Dada su incapacidad para hacer frente a las deudas, la compañía ha sido puesta "en administración pública". Mientras tanto, sus ejecutivos están haciendo todo lo posible para conseguir que el gobierno noruego les saque del apuro con el dinero de los contribuyentes (esto no lo hemos oído antes), alegando la necesidad de mantener con vida al único fabricante europeo con un vehículo eléctrico de seguridad probada (ha superado los necesarios test de choque) y certificado para realizar trayectos en carretera.
Gallery: Think City
General Electric invirtió 4 millones de dólares en Th!nk a comienzos de año (y otros 20 en A123Systems para asegurar el suministro de baterías), pero por el momento no sabemos en qué está pensando.

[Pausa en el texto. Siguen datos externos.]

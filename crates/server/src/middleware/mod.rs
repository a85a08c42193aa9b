//! HTTP middleware stack for the queue server.
//!
//! # Middleware Order (bottom to top in Router)
//!
//! 1. Sentry layer (capture errors)
//! 2. `TraceLayer` (request tracing)
//! 3. Request ID (add unique ID to each request)
//! 4. Session layer (tower-sessions with `PostgreSQL` store)
//! 5. Security headers
//! 6. Rate limiting (governor, sign-in and join routes only)

pub mod auth;
pub mod rate_limit;
pub mod request_id;
pub mod security_headers;
pub mod session;

pub use auth::{RequireBarber, RequireIdentity, clear_current_barber, set_current_barber};
pub use rate_limit::{auth_rate_limiter, join_rate_limiter};
pub use request_id::request_id_middleware;
pub use security_headers::security_headers_middleware;
pub use session::{create_session_layer, create_session_store};
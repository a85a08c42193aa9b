//! Rate limiting middleware using governor and `tower_governor`.
//!
//! - `auth_rate_limiter`: barber sign-in and registration (~10/min per IP)
//! - `join_rate_limiter`: queue joins (~30/min per IP)
//!
//! Read endpoints are polled and stay unlimited.

use std::net::{IpAddr, SocketAddr};
use std::sync::Arc;

use axum::extract::ConnectInfo;
use axum::http::{HeaderMap, Request};
use governor::clock::QuantaInstant;
use governor::middleware::NoOpMiddleware;
use tower_governor::{GovernorError, GovernorLayer, governor::GovernorConfigBuilder};

/// Proxy headers carrying the client IP, most trusted first.
const CLIENT_IP_HEADERS: [&str; 4] = [
    "cf-connecting-ip",
    "x-forwarded-for",
    "x-real-ip",
    "fly-client-ip",
];

/// Key extractor reading the client IP from proxy headers, falling back to
/// the peer address when the server runs without a proxy.
#[derive(Clone, Copy)]
pub struct ProxyIpKeyExtractor;

impl tower_governor::key_extractor::KeyExtractor for ProxyIpKeyExtractor {
    type Key = IpAddr;

    fn extract<T>(&self, req: &Request<T>) -> Result<Self::Key, GovernorError> {
        client_ip(req.headers())
            .or_else(|| {
                req.extensions()
                    .get::<ConnectInfo<SocketAddr>>()
                    .map(|ConnectInfo(addr)| addr.ip())
            })
            .ok_or(GovernorError::UnableToExtractKey)
    }
}

/// First parseable IP among the proxy headers (`X-Forwarded-For`: first hop).
fn client_ip(headers: &HeaderMap) -> Option<IpAddr> {
    CLIENT_IP_HEADERS.iter().find_map(|name| {
        headers
            .get(*name)
            .and_then(|v| v.to_str().ok())
            .and_then(|s| s.split(',').next())
            .and_then(|s| s.trim().parse::<IpAddr>().ok())
    })
}

/// Rate limiter layer type for Axum.
pub type RateLimiterLayer =
    GovernorLayer<ProxyIpKeyExtractor, NoOpMiddleware<QuantaInstant>, axum::body::Body>;

fn limiter(replenish_secs: u64, burst: u32) -> Option<RateLimiterLayer> {
    let config = GovernorConfigBuilder::default()
        .key_extractor(ProxyIpKeyExtractor)
        .per_second(replenish_secs)
        .burst_size(burst)
        .finish()?;
    Some(GovernorLayer::new(Arc::new(config)))
}

/// Create rate limiter for sign-in endpoints: 1 request every 6 s, burst of 5.
///
/// # Panics
///
/// Never: the period and burst are non-zero constants.
#[must_use]
#[allow(clippy::expect_used)]
pub fn auth_rate_limiter() -> RateLimiterLayer {
    limiter(6, 5).expect("non-zero rate limiter config is valid")
}

/// Create rate limiter for queue joins: 1 request every 2 s, burst of 10.
///
/// # Panics
///
/// Never: the period and burst are non-zero constants.
#[must_use]
#[allow(clippy::expect_used)]
pub fn join_rate_limiter() -> RateLimiterLayer {
    limiter(2, 10).expect("non-zero rate limiter config is valid")
}
//! Database operations for the queue `PostgreSQL` database.
//!
//! # Database: `barberq`
//!
//! ## Tables
//!
//! - `person` - Clients and barbers
//! - `queue_entry` - Queue tickets (one active per client and barber)
//! - `tower_sessions.session` - Barber session storage (created by the store)
//!
//! # Migrations
//!
//! Migrations are stored in `crates/server/migrations/` and run via:
//! ```bash
//! cargo run -p barberq-cli -- migrate
//! ```

pub mod persons;
pub mod queue;

use std::time::Duration;

use secrecy::ExposeSecret;
use sqlx::PgPool;
use sqlx::postgres::PgPoolOptions;
use thiserror::Error;

pub use persons::PersonRepository;
pub use queue::{ClearedQueue, JoinOutcome, NewClient, QueueRepository};

/// Errors that can occur during repository operations.
#[derive(Debug, Error)]
pub enum RepositoryError {
    /// Database error from sqlx.
    #[error("database error: {0}")]
    Database(#[from] sqlx::Error),

    /// Data in the database is corrupted or invalid.
    #[error("data corruption: {0}")]
    DataCorruption(String),

    /// Requested entity was not found.
    #[error("not found")]
    NotFound,

    /// Constraint violation (e.g., unique email).
    #[error("constraint violation: {0}")]
    Conflict(String),
}

/// Map unique violations to `Conflict`, everything else to `Database`.
pub(crate) fn conflict_on_unique(e: sqlx::Error, what: &str) -> RepositoryError {
    if let sqlx::Error::Database(ref db_err) = e
        && db_err.is_unique_violation()
    {
        return RepositoryError::Conflict(format!("{what} already exists"));
    }
    RepositoryError::Database(e)
}

/// Create a `PostgreSQL` connection pool with sensible defaults.
///
/// # Arguments
///
/// * `database_url` - `PostgreSQL` connection string (wrapped in `SecretString`)
///
/// # Errors
///
/// Returns `sqlx::Error` if the connection cannot be established.
pub async fn create_pool(database_url: &secrecy::SecretString) -> Result<PgPool, sqlx::Error> {
    PgPoolOptions::new()
        .max_connections(10)
        .min_connections(2)
        .acquire_timeout(Duration::from_secs(10))
        .connect(database_url.expose_secret())
        .await
}

/// Run the embedded schema migrations.
///
/// # Errors
///
/// Returns `sqlx::migrate::MigrateError` if a migration fails.
pub async fn run_migrations(pool: &PgPool) -> Result<(), sqlx::migrate::MigrateError> {
    sqlx::migrate!("./migrations").run(pool).await
}
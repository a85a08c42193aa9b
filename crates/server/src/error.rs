//! Unified error handling with Sentry integration.
//!
//! Provides a unified `AppError` type that captures errors to Sentry before
//! responding to the client. All route handlers should return `Result<T, AppError>`.
//!
//! Every error renders as `{"error": <kind>, "message": <text>}`.

use axum::{
    Json,
    http::StatusCode,
    response::{IntoResponse, Response},
};
use serde::Serialize;
use thiserror::Error;

use crate::db::RepositoryError;
use crate::services::{GoogleError, IdentityError, QueueError};

/// Application-level error type for the queue server.
#[derive(Debug, Error)]
pub enum AppError {
    /// No valid credentials on the request.
    #[error("Unauthenticated")]
    Unauthenticated,

    /// Signed in, but not as a barber.
    #[error("Not a barber")]
    NotBarber,

    /// Resource not found.
    #[error("Not found: {0}")]
    NotFound(String),

    /// Missing or malformed request input.
    #[error("Invalid input: {0}")]
    InvalidInput(String),

    /// Status move not allowed.
    #[error("Invalid transition: {0}")]
    InvalidTransition(String),

    /// Client cannot be contacted.
    #[error("Missing contact")]
    MissingContact,

    /// Uniqueness violated.
    #[error("Conflict: {0}")]
    Conflict(String),

    /// Rate limited.
    #[error("Rate limited")]
    RateLimited,

    /// An external provider failed.
    #[error("Upstream error: {0}")]
    Upstream(String),

    /// Database operation failed.
    #[error("Database error: {0}")]
    Database(#[from] RepositoryError),

    /// Internal server error.
    #[error("Internal error: {0}")]
    Internal(String),
}

#[derive(Serialize)]
struct ErrorBody<'a> {
    error: &'static str,
    message: &'a str,
}

impl AppError {
    /// Stable machine-readable kind.
    #[must_use]
    pub const fn kind(&self) -> &'static str {
        match self {
            Self::Unauthenticated => "unauthenticated",
            Self::NotBarber => "not_barber",
            Self::NotFound(_) => "not_found",
            Self::InvalidInput(_) => "invalid_input",
            Self::InvalidTransition(_) => "invalid_transition",
            Self::MissingContact => "missing_contact",
            Self::Conflict(_) => "conflict",
            Self::RateLimited => "rate_limited",
            Self::Upstream(_) => "upstream",
            Self::Database(_) | Self::Internal(_) => "internal",
        }
    }

    /// HTTP status for this error.
    #[must_use]
    pub const fn status(&self) -> StatusCode {
        match self {
            Self::Unauthenticated => StatusCode::UNAUTHORIZED,
            Self::NotBarber => StatusCode::FORBIDDEN,
            Self::NotFound(_) => StatusCode::NOT_FOUND,
            Self::InvalidInput(_) => StatusCode::BAD_REQUEST,
            Self::InvalidTransition(_) | Self::MissingContact => StatusCode::UNPROCESSABLE_ENTITY,
            Self::Conflict(_) => StatusCode::CONFLICT,
            Self::RateLimited => StatusCode::TOO_MANY_REQUESTS,
            Self::Upstream(_) => StatusCode::BAD_GATEWAY,
            Self::Database(_) | Self::Internal(_) => StatusCode::INTERNAL_SERVER_ERROR,
        }
    }
}

impl IntoResponse for AppError {
    fn into_response(self) -> Response {
        // Capture server errors to Sentry
        if matches!(self, Self::Database(_) | Self::Internal(_) | Self::Upstream(_)) {
            let event_id = sentry::capture_error(&self);
            tracing::error!(
                error = %self,
                sentry_event_id = %event_id,
                "Request error"
            );
        }

        // Don't expose internal error details to clients
        let message = match &self {
            Self::Database(_) | Self::Internal(_) => "Internal server error".to_string(),
            Self::Upstream(_) => "External service error".to_string(),
            Self::NotFound(what) => format!("{what} not found"),
            Self::InvalidInput(msg) | Self::InvalidTransition(msg) | Self::Conflict(msg) => {
                msg.clone()
            }
            Self::Unauthenticated => "Missing or invalid credentials".to_string(),
            Self::NotBarber => "Barber account required".to_string(),
            Self::MissingContact => "Client has no phone number".to_string(),
            Self::RateLimited => "Too many requests".to_string(),
        };

        let body = ErrorBody {
            error: self.kind(),
            message: &message,
        };
        (self.status(), Json(body)).into_response()
    }
}

impl From<QueueError> for AppError {
    fn from(err: QueueError) -> Self {
        match err {
            QueueError::MissingField(field) => Self::InvalidInput(format!("{field} is required")),
            QueueError::InvalidInput(msg) => Self::InvalidInput(msg),
            QueueError::InvalidEmail(e) => Self::InvalidInput(format!("invalid email: {e}")),
            QueueError::NotFound(what) => Self::NotFound(what.to_string()),
            QueueError::NotBarber => Self::NotBarber,
            QueueError::InvalidTransition(e) => Self::InvalidTransition(e.to_string()),
            QueueError::MissingContact(_) => Self::MissingContact,
            QueueError::Conflict(msg) => Self::Conflict(msg),
            QueueError::Repository(e) => Self::Database(e),
        }
    }
}

impl From<IdentityError> for AppError {
    fn from(err: IdentityError) -> Self {
        match err {
            IdentityError::Unauthenticated => Self::Unauthenticated,
            IdentityError::Upstream(msg) => Self::Upstream(msg),
            IdentityError::Http(e) => Self::Upstream(e.to_string()),
        }
    }
}

impl From<GoogleError> for AppError {
    fn from(err: GoogleError) -> Self {
        match err {
            GoogleError::UnverifiedEmail => Self::Unauthenticated,
            GoogleError::OAuth(msg) => Self::Upstream(msg),
            GoogleError::Http(e) => Self::Upstream(e.to_string()),
        }
    }
}

impl From<axum::extract::rejection::JsonRejection> for AppError {
    fn from(rejection: axum::extract::rejection::JsonRejection) -> Self {
        Self::InvalidInput(rejection.body_text())
    }
}

impl From<tower_sessions::session::Error> for AppError {
    fn from(err: tower_sessions::session::Error) -> Self {
        Self::Internal(format!("session error: {err}"))
    }
}

/// Result type alias for `AppError`.
pub type Result<T> = std::result::Result<T, AppError>;

/// Set the Sentry user context from a person ID.
///
/// Call this after successful authentication to associate errors with users.
pub fn set_sentry_user(person_id: &impl ToString, email: Option<&str>) {
    sentry::configure_scope(|scope| {
        scope.set_user(Some(sentry::User {
            id: Some(person_id.to_string()),
            email: email.map(String::from),
            ..Default::default()
        }));
    });
}

/// Clear the Sentry user context.
pub fn clear_sentry_user() {
    sentry::configure_scope(|scope| {
        scope.set_user(None);
    });
}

Actualmente Th!nk comercializa el City, un polivalente de dos asientos capaz de alcanzar 100 km/h. Aunque los 6,5 segundos de su 0 a 50 no lo convierten en un Tesla Roadster, el City puede recorrer 203 km con una sola carga, y sus baterías de iones de litio necesitan 13 horas para reponer energías con un enchufe europeo estándar. Recientemente la compañía presentó un segundo modelo, el Ox, un monovolumen conceptual con espacio para cinco personas y unas prestaciones teóricas muy interesantes (hasta 450 km de autonomía y 130 km/h).
La situación del fabricante noruego no es precisamente digna de envidia, pero al menos, no estamos hablando de grandes cifras, así que tampoco podemos descartar la intervención del gobierno o, (mejor aún) la llegada de un inversor dispuesto a asumir las deudas. Ojalá sea así.